Edit add: I believe this is an useful formula to grasp an idea mathematically, but think that it still is not concise nor accurate. In their 26 count string theory comparison, they say this formula assists them in knowing there are 24 levels. Personally, I would think that in truth, one would only have a guesstimate being they have applied an assumed differentiation into the equation.edit on 2 21 2014 by CynConcepts because: (no reason given)
www.nytimes.com...
In modern terms, Dr. Frenkel explained, the gist of the calculations can be interpreted as saying that the infinite sum has three separate parts: one of which blows up when you go to infinity, one of which goes to zero, and minus 1/12. The infinite term, he said, just gets thrown away.

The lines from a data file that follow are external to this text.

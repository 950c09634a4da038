// SPDX-License-Identifier: MPL-2.0
//
// Stjärnvakt
//
//   This Source Code Form is subject to the terms of the Mozilla Public
//   License, v. 2.0. If a copy of the MPL was not distributed with this file,
//   You can obtain one at https://mozilla.org/MPL/2.0/.

use std::collections::HashSet;

use super::record::AlertRecord;

/// The alert feed proper: an ordered, newest-first sequence of records plus
/// the monitoring flag and the current selection.
///
/// This type owns no clock, no random source and no lock; it is a plain state
/// machine. Timing lives in `feed::manager`, rendering in the responder, so
/// every transition here can be exercised directly in tests.
#[derive(Default)]
pub struct AlertFeed {
    monitoring: bool,
    alerts: Vec<AlertRecord>,
    selected: Option<String>,
}

impl AlertFeed {
    pub fn new() -> Self {
        Self::default()
    }

    pub fn monitoring(&self) -> bool {
        self.monitoring
    }

    pub fn alerts(&self) -> &[AlertRecord] {
        &self.alerts
    }

    /// Resolve the current selection against the live sequence. A selection
    /// whose record is no longer present resolves to `None` without being
    /// cleared.
    pub fn selected(&self) -> Option<&AlertRecord> {
        let id = self.selected.as_deref()?;
        self.alerts.iter().find(|record| record.id == id)
    }

    /// Begin monitoring. Returns `false` when the feed was already being
    /// monitored, in which case nothing changed; the caller must not arm a
    /// second ticker.
    pub fn start(&mut self) -> bool {
        if self.monitoring {
            return false;
        }

        self.monitoring = true;
        true
    }

    /// Stop monitoring. Safe to call when not running.
    pub fn pause(&mut self) -> bool {
        if !self.monitoring {
            return false;
        }

        self.monitoring = false;
        true
    }

    /// Insert a record at the front of the sequence, unconditionally. No
    /// deduplication, no bound on length.
    pub fn receive(&mut self, record: AlertRecord) {
        self.alerts.insert(0, record);
    }

    /// Order-preserving projection of the sequence onto the checked kinds.
    ///
    /// An empty set yields an empty view: unchecking every box means "show
    /// nothing", not "show all". The underlying sequence is never touched.
    pub fn filter(&self, kinds: &HashSet<String>) -> Vec<&AlertRecord> {
        if kinds.is_empty() {
            return Vec::new();
        }

        self.alerts
            .iter()
            .filter(|record| kinds.contains(&record.kind))
            .collect()
    }

    /// Select the record with the given id. Returns `false` (leaving any
    /// previous selection in place) when no such record exists.
    pub fn select(&mut self, id: &str) -> bool {
        if !self.alerts.iter().any(|record| record.id == id) {
            return false;
        }

        self.selected = Some(id.to_string());
        true
    }
}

And it works. A hundred years later, Riemann used a more advanced and rigorous method, involving imaginary as well as real numbers, to calculate the zeta function and got the same answer: minus 1/12.
“So Euler guessed it right,” Dr. Frenkel said.
Those of us who are not mathematicians probably wouldn’t care so much about infinity except that it crops up again and again in calculations of things, like the energy of the electron, that we know are finite, or in string theory, which physicists would like to hope is finite.
In this case, our current understanding of the very solidity of reality depends on coming up with a consistent way to assign values to infinite sums.
In the process known as regularization, which is a part of many calculations in quantum theory, physicists do something similar to what Euler did, arriving at a real number that corresponds to the quantity they want to know and an infinite term, which they throw away. The process works so well that theoretical predictions in quantum electrodynamics, the fancy version of the familiar force of electromagnetism, agree with experiments to a precision of one part in a trillion.
Which is remarkable given that infinite quantities have been thrown away, or “swept under the rug,” in the words of the California Institute of Technology physicist Richard Feynman, who helped invent a lot of this stuff but thought it was more than faintly scandalous.
Likewise, it is no surprise that the factor 1/12 shows up a lot in string theory equations, Dr. Frenkel said. Why it all works is still a mystery.
“Quantum physics needs its own Riemann to come and give a rigorous explanation of these mysteries,” Dr. Frenkel said.